Hive Metastore Client
The `hive-metastore-client` library provides a Pythonic interface for connecting to and performing Data Definition Language (DDL) operations on a Hive Metastore using the Thrift protocol. It simplifies interactions with Hive metadata, enabling users to programmatically create and manage databases, tables, and partitions. Actively maintained by QuintoAndar, the library is currently at version 1.0.9, offering a high-level abstraction over the underlying Thrift APIs.
Common errors
-
TTransportException: Could not connect to <HIVE_HOST>:<HIVE_PORT>
cause The Python client failed to establish a network connection to the specified Hive Metastore host and port. This is often due to the Metastore service not running, incorrect host/port, or network/firewall issues.fixVerify that the Hive Metastore service is running. Check that the `HIVE_METASTORE_HOST` and `HIVE_METASTORE_PORT` (or equivalent) configured in your client code precisely match the running Metastore service. Use network tools (like `ping`, `telnet`, or `nc`) to confirm network reachability from the client machine to the Metastore server on the specified port. -
Unable to instantiate org.apache.hadoop.hive.ql.metadata.SessionHiveMetaStoreClient
cause This error, typically seen in the Hive Metastore server logs or indirectly reported, indicates a fundamental issue within the Metastore's ability to initialize its internal client, often due to configuration problems, database connectivity, or resource exhaustion (e.g., too many connections to its backend database).fixThis usually points to an issue on the Hive Metastore server side, not directly the Python client. Check the Hive Metastore server logs for more detailed errors. Common fixes include verifying the `hive-site.xml` configuration (especially `hive.metastore.uris` and database connection details), ensuring the Metastore's backend database is accessible and not overloaded, and restarting the Metastore service.
Warnings
- gotcha The client relies on the Thrift protocol. If you attempt to manually compile or regenerate Thrift files (an advanced use case), ensure you use a compatible `thrift` compiler version. The project documentation noted using Thrift 0.14.0 for internal generation. Incompatibilities can lead to cryptic errors if the generated Python code is not consistent with the Metastore server's Thrift definition.

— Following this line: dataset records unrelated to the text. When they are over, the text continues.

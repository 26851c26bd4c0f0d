/// File upload endpoint
///
/// ```text
/// POST /api/upload
/// Content-Type: multipart/form-data; boundary=...
///
/// --...
/// Content-Disposition: form-data; name="file"; filename="report.pdf"
/// Content-Type: application/pdf
/// ```
///
/// The part named `file` is streamed to `<UPLOAD_DIR>/<uuid>-<name>` and its
/// metadata recorded. Stored files are served back under `/uploads/<name>`.
/// The request body limit is the only size restriction; there is no type
/// filtering.

use crate::{
    app::AppState,
    error::{ApiError, ApiResult},
    messages,
    response::ApiResponse,
};
use axum::{
    extract::{
        multipart::{Field, MultipartRejection},
        Multipart, State,
    },
    Extension,
};
use std::path::Path;
use taskboard_shared::{
    auth::session::CurrentUser,
    models::file::{CreateFile, File},
};
use tokio::io::AsyncWriteExt;
use tracing::{info, warn};
use uuid::Uuid;

/// Multipart field carrying the file
pub const FILE_FIELD: &str = "file";

const DEFAULT_MIMETYPE: &str = "application/octet-stream";
const MAX_NAME_CHARS: usize = 100;

/// Reduces a client-supplied file name to a safe single path component
///
/// Directory parts are dropped and anything outside `[A-Za-z0-9._-]`
/// becomes `_`.
pub fn sanitize_filename(original: &str) -> String {
    let base = original
        .rsplit(|c| c == '/' || c == '\\')
        .next()
        .unwrap_or_default();

    let cleaned: String = base
        .chars()
        .map(|c| {
            if c.is_ascii_alphanumeric() || matches!(c, '.' | '_' | '-') {
                c
            } else {
                '_'
            }
        })
        .take(MAX_NAME_CHARS)
        .collect();

    let cleaned = cleaned.trim_start_matches('.');
    if cleaned.is_empty() {
        "file".to_string()
    } else {
        cleaned.to_string()
    }
}

/// Streams one multipart field to `path`, returning the byte count
async fn write_field(mut field: Field<'_>, path: &Path) -> ApiResult<i64> {
    let mut out = tokio::fs::File::create(path).await?;
    let mut size: i64 = 0;

    while let Some(chunk) = field.chunk().await? {
        size += chunk.len() as i64;
        out.write_all(&chunk).await?;
    }

    out.flush().await?;
    Ok(size)
}

async fn discard(path: &Path) {
    if let Err(e) = tokio::fs::remove_file(path).await {
        warn!(path = %path.display(), error = %e, "Failed to remove partial upload");
    }
}

/// Stores the uploaded file and records it
///
/// # Errors
///
/// - `400 Bad Request`: Not multipart, or no `file` part
/// - `413 Payload Too Large`: Body over the configured limit
pub async fn upload_file(
    State(state): State<AppState>,
    Extension(user): Extension<CurrentUser>,
    multipart: Result<Multipart, MultipartRejection>,
) -> ApiResult<ApiResponse<File>> {
    let mut multipart = multipart?;
    let upload_dir = &state.config.upload.dir;

    while let Some(field) = multipart.next_field().await? {
        if field.name() != Some(FILE_FIELD) {
            continue;
        }

        let original = field.file_name().unwrap_or_default().to_string();
        let mimetype = field
            .content_type()
            .unwrap_or(DEFAULT_MIMETYPE)
            .to_string();

        let filename = format!("{}-{}", Uuid::new_v4(), sanitize_filename(&original));
        let path = upload_dir.join(&filename);

        tokio::fs::create_dir_all(upload_dir).await?;

        let size = match write_field(field, &path).await {
            Ok(size) => size,
            Err(e) => {
                discard(&path).await;
                return Err(e);
            }
        };

        let record = File::create(
            &state.db,
            CreateFile {
                filename,
                filepath: path.to_string_lossy().into_owned(),
                mimetype,
                size,
                uploaded_by: user.id,
            },
        )
        .await;

        let file = match record {
            Ok(file) => file,
            Err(e) => {
                discard(&path).await;
                return Err(e.into());
            }
        };

        info!(file_id = %file.id, size, user_id = %user.id, "File uploaded");
        return Ok(ApiResponse::created(messages::FILE_UPLOADED, file));
    }

    Err(ApiError::BadRequest(messages::NO_FILE_UPLOADED.to_string()))
}
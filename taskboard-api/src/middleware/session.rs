/// Session and role gates
///
/// `protect` resolves the `token` cookie to a [`CurrentUser`] and stores it in
/// the request extensions; handlers read it back with
/// `Extension<CurrentUser>`. `require_admin` must run after `protect`.
///
/// # Example
///
/// ```no_run
/// use axum::{middleware, routing::get, Router};
/// use taskboard_api::app::AppState;
/// use taskboard_api::middleware::session::{protect, require_admin};
///
/// fn users(state: AppState) -> Router<AppState> {
///     Router::new()
///         .route("/", get(|| async { "admins only" }))
///         // route_layer: last added runs first
///         .route_layer(middleware::from_fn(require_admin))
///         .route_layer(middleware::from_fn_with_state(state, protect))
/// }
/// ```

use axum::{
    extract::{Request, State},
    middleware::Next,
    response::Response,
};
use taskboard_shared::auth::session::{self, CurrentUser};
use tracing::debug;

use crate::{app::AppState, error::ApiError, messages};

/// Rejects requests without a valid session with 401
pub async fn protect(
    State(state): State<AppState>,
    mut req: Request,
    next: Next,
) -> Result<Response, ApiError> {
    let user = session::authenticate(&state.db, state.jwt_secret(), req.headers())
        .await
        .map_err(|e| {
            debug!(error = %e, path = %req.uri().path(), "Rejected session");
            ApiError::from(e)
        })?;

    req.extensions_mut().insert(user);
    Ok(next.run(req).await)
}

/// Rejects non-admin callers with 403
pub async fn require_admin(req: Request, next: Next) -> Result<Response, ApiError> {
    match req.extensions().get::<CurrentUser>() {
        Some(user) if user.is_admin() => Ok(next.run(req).await),
        Some(user) => {
            debug!(user_id = %user.id, "Admin route refused");
            Err(ApiError::Forbidden(messages::UNAUTHORIZED_ACCESS.to_string()))
        }
        None => Err(ApiError::Unauthorized(
            messages::UNAUTHORIZED_ACCESS.to_string(),
        )),
    }
}
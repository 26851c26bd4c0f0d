/// Session token generation and validation
///
/// A session is a single HS256-signed JWT that names the user in `sub` and
/// lives for 30 days. There is no refresh flow and no server-side
/// revocation: logging out only clears the cookie.
///
/// # Example
///
/// ```
/// use taskboard_shared::auth::jwt::{create_token, validate_token, Claims};
/// use uuid::Uuid;
///
/// # fn example() -> Result<(), Box<dyn std::error::Error>> {
/// let secret = "a-secret-of-at-least-thirty-two-bytes";
/// let user_id = Uuid::new_v4();
///
/// let token = create_token(&Claims::new(user_id), secret)?;
/// let claims = validate_token(&token, secret)?;
/// assert_eq!(claims.sub, user_id);
/// # Ok(())
/// # }
/// ```

use chrono::{Duration, Utc};
use jsonwebtoken::{decode, encode, Algorithm, DecodingKey, EncodingKey, Header, Validation};
use serde::{Deserialize, Serialize};
use uuid::Uuid;

/// Value of the `iss` claim on every token we sign
pub const ISSUER: &str = "taskboard";

/// How long a session token stays valid
pub const SESSION_TTL_DAYS: i64 = 30;

#[derive(Debug, thiserror::Error)]
pub enum JwtError {
    #[error("Failed to create token: {0}")]
    CreateError(String),

    #[error("Failed to validate token: {0}")]
    ValidationError(String),

    #[error("Token has expired")]
    Expired,

    #[error("Invalid issuer")]
    InvalidIssuer,
}

/// Session claims
#[derive(Debug, Clone, Serialize, Deserialize)]
pub struct Claims {
    /// User id
    pub sub: Uuid,

    pub iss: String,

    /// Issued at (Unix timestamp)
    pub iat: i64,

    /// Expiration time (Unix timestamp)
    pub exp: i64,

    /// Not before (Unix timestamp)
    pub nbf: i64,
}

impl Claims {
    /// Claims for a fresh session of [`SESSION_TTL_DAYS`]
    pub fn new(user_id: Uuid) -> Self {
        Self::with_expiration(user_id, Duration::days(SESSION_TTL_DAYS))
    }

    pub fn with_expiration(user_id: Uuid, expires_in: Duration) -> Self {
        let now = Utc::now();
        let expiration = now + expires_in;

        Self {
            sub: user_id,
            iss: ISSUER.to_string(),
            iat: now.timestamp(),
            exp: expiration.timestamp(),
            nbf: now.timestamp(),
        }
    }

    pub fn is_expired(&self) -> bool {
        Utc::now().timestamp() >= self.exp
    }
}

/// Signs claims with HS256
pub fn create_token(claims: &Claims, secret: &str) -> Result<String, JwtError> {
    let header = Header::new(Algorithm::HS256);
    let key = EncodingKey::from_secret(secret.as_bytes());

    encode(&header, claims, &key)
        .map_err(|e| JwtError::CreateError(format!("Token encoding failed: {}", e)))
}

/// Verifies signature, issuer, `exp` and `nbf`, and returns the claims
///
/// Pure; never touches the database.
pub fn validate_token(token: &str, secret: &str) -> Result<Claims, JwtError> {
    let key = DecodingKey::from_secret(secret.as_bytes());

    let mut validation = Validation::new(Algorithm::HS256);
    validation.set_issuer(&[ISSUER]);
    validation.validate_exp = true;
    validation.validate_nbf = true;

    let token_data = decode::<Claims>(token, &key, &validation).map_err(|e| match e.kind() {
        jsonwebtoken::errors::ErrorKind::ExpiredSignature => JwtError::Expired,
        jsonwebtoken::errors::ErrorKind::InvalidIssuer => JwtError::InvalidIssuer,
        _ => JwtError::ValidationError(format!("Token validation failed: {}", e)),
    })?;

    Ok(token_data.claims)
}

#[cfg(test)]
mod tests {
    use super::*;

    const SECRET: &str = "test-secret-key-at-least-32-bytes-long";

    #[test]
    fn test_claims_creation() {
        let user_id = Uuid::new_v4();
        let claims = Claims::new(user_id);

        assert_eq!(claims.sub, user_id);
        assert_eq!(claims.iss, ISSUER);
        assert_eq!(claims.exp - claims.iat, Duration::days(SESSION_TTL_DAYS).num_seconds());
        assert!(!claims.is_expired());
    }

    #[test]
    fn test_create_and_validate_token() {
        let user_id = Uuid::new_v4();

        let token = create_token(&Claims::new(user_id), SECRET).expect("Should create token");
        let validated = validate_token(&token, SECRET).expect("Should validate token");

        assert_eq!(validated.sub, user_id);
        assert_eq!(validated.iss, ISSUER);
    }

    #[test]
    fn test_validate_with_wrong_secret() {
        let token = create_token(&Claims::new(Uuid::new_v4()), SECRET).unwrap();

        let result = validate_token(&token, "another-secret-key-at-least-32-bytes");
        assert!(matches!(result, Err(JwtError::ValidationError(_))));
    }

    #[test]
    fn test_validate_expired_token() {
        // Well past the default leeway
        let claims = Claims::with_expiration(Uuid::new_v4(), Duration::seconds(-3600));
        assert!(claims.is_expired());

        let token = create_token(&claims, SECRET).unwrap();
        assert!(matches!(validate_token(&token, SECRET), Err(JwtError::Expired)));
    }

    #[test]
    fn test_validate_foreign_issuer() {
        let mut claims = Claims::new(Uuid::new_v4());
        claims.iss = "someone-else".to_string();

        let token = create_token(&claims, SECRET).unwrap();
        assert!(matches!(
            validate_token(&token, SECRET),
            Err(JwtError::InvalidIssuer)
        ));
    }

    #[test]
    fn test_validate_garbage() {
        assert!(validate_token("not-a-jwt", SECRET).is_err());
        assert!(validate_token("", SECRET).is_err());
    }
}
//! # Taskboard API Server
//!
//! Task management REST API with cookie-based sessions.
//!
//! ## Usage
//!
//! ```bash
//! DATABASE_URL=postgres://localhost/taskboard \
//! JWT_SECRET=change-me-to-something-at-least-32-bytes \
//! cargo run -p taskboard-api
//! ```
//!
//! Set `LOG_FORMAT=json` for JSON log lines and `RUST_LOG` to override the
//! default filter.

use anyhow::Context;
use taskboard_api::{
    app::{build_router, AppState},
    config::Config,
};
use taskboard_shared::db::{
    migrations::run_migrations,
    pool::{close_pool, create_pool, DatabaseConfig},
};
use tokio::net::TcpListener;
use tracing_subscriber::{layer::SubscriberExt, util::SubscriberInitExt, EnvFilter};

fn init_tracing() {
    let filter = EnvFilter::try_from_default_env()
        .unwrap_or_else(|_| "taskboard_api=debug,taskboard_shared=info,tower_http=debug".into());

    let json = std::env::var("LOG_FORMAT").is_ok_and(|f| f.eq_ignore_ascii_case("json"));

    let registry = tracing_subscriber::registry().with(filter);
    if json {
        registry.with(tracing_subscriber::fmt::layer().json()).init();
    } else {
        registry.with(tracing_subscriber::fmt::layer()).init();
    }
}

async fn shutdown_signal() {
    if let Err(e) = tokio::signal::ctrl_c().await {
        tracing::error!(error = %e, "Failed to listen for shutdown signal");
        return;
    }
    tracing::info!("Shutdown signal received");
}

#[tokio::main]
async fn main() -> anyhow::Result<()> {
    init_tracing();

    tracing::info!(
        "Taskboard API Server v{} starting...",
        env!("CARGO_PKG_VERSION")
    );

    let config = Config::from_env()?;

    let pool = create_pool(DatabaseConfig {
        url: config.database.url.clone(),
        max_connections: config.database.max_connections,
        ..Default::default()
    })
    .await
    .context("Failed to connect to database")?;

    run_migrations(&pool)
        .await
        .context("Failed to run migrations")?;

    tokio::fs::create_dir_all(&config.upload.dir)
        .await
        .with_context(|| format!("Failed to create {}", config.upload.dir.display()))?;

    let addr = config.bind_address();
    let app = build_router(AppState::new(pool.clone(), config));

    let listener = TcpListener::bind(&addr)
        .await
        .with_context(|| format!("Failed to bind {addr}"))?;
    tracing::info!("Server listening on http://{}", addr);

    axum::serve(listener, app)
        .with_graceful_shutdown(shutdown_signal())
        .await?;

    close_pool(pool).await;
    tracing::info!("Server stopped");

    Ok(())
}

- gotcha Direct connection failures often stem from incorrect Hive Metastore host or port configurations. The `HiveMetastoreClient` requires precise network location of the Metastore service.
- gotcha Compatibility with the underlying Hive Metastore server version is crucial. While `hive-metastore-client` aims to abstract complexities, major version differences in Hive (e.g., Hive 2.x vs 3.x vs 4.x) can introduce breaking changes in the Metastore's Thrift API. Such changes might affect functionality or lead to unexpected behavior if the client's internal Thrift definitions do not align with the server.
Install
-
pip install hive-metastore-client
Imports
- HiveMetastoreClient
from hive_metastore_client import HiveMetastoreClient
- DatabaseBuilder
from hive_metastore_client.builders import DatabaseBuilder
- TableBuilder
from hive_metastore_client.builders import TableBuilder
Quickstart
import os
from hive_metastore_client import HiveMetastoreClient
from hive_metastore_client.builders import DatabaseBuilder, FieldSchemaBuilder, TableBuilder
from hive_metastore_client.thrift_files.libraries.thrift_hive_metastore_client.ttypes import Table, FieldSchema, StorageDescriptor, SerDeInfo
HIVE_HOST = os.environ.get('HIVE_METASTORE_HOST', 'localhost')
HIVE_PORT = int(os.environ.get('HIVE_METASTORE_PORT', '9083'))
try:
# 1. Create a database
db_name = "my_test_database"
database = DatabaseBuilder(name=db_name).build()
with HiveMetastoreClient(HIVE_HOST, HIVE_PORT) as hive_client:
hive_client.create_database(database, if_not_exists=True)
print(f"Database '{db_name}' created successfully (or already exists).")
# 2. Create a table in the new database
table_name = "my_test_table"
columns = [
FieldSchemaBuilder(name="id", type="int").build(),
FieldSchemaBuilder(name="name", type="string").build()
]
table = TableBuilder(name=table_name, database_name=db_name, columns=columns).build()
hive_client.create_table(table, if_not_exists=True)
print(f"Table '{db_name}.{table_name}' created successfully (or already exists).")
# Example: Get the created table
retrieved_table = hive_client.get_table(db_name, table_name)
print(f"Retrieved table: {retrieved_table.name} in database {retrieved_table.dbName}")
except Exception as e:
print(f"An error occurred: {e}")
print("Ensure HIVE_METASTORE_HOST and HIVE_METASTORE_PORT environment variables are set or defaults are correct.")
print("Also, verify that the Hive Metastore service is running and accessible.")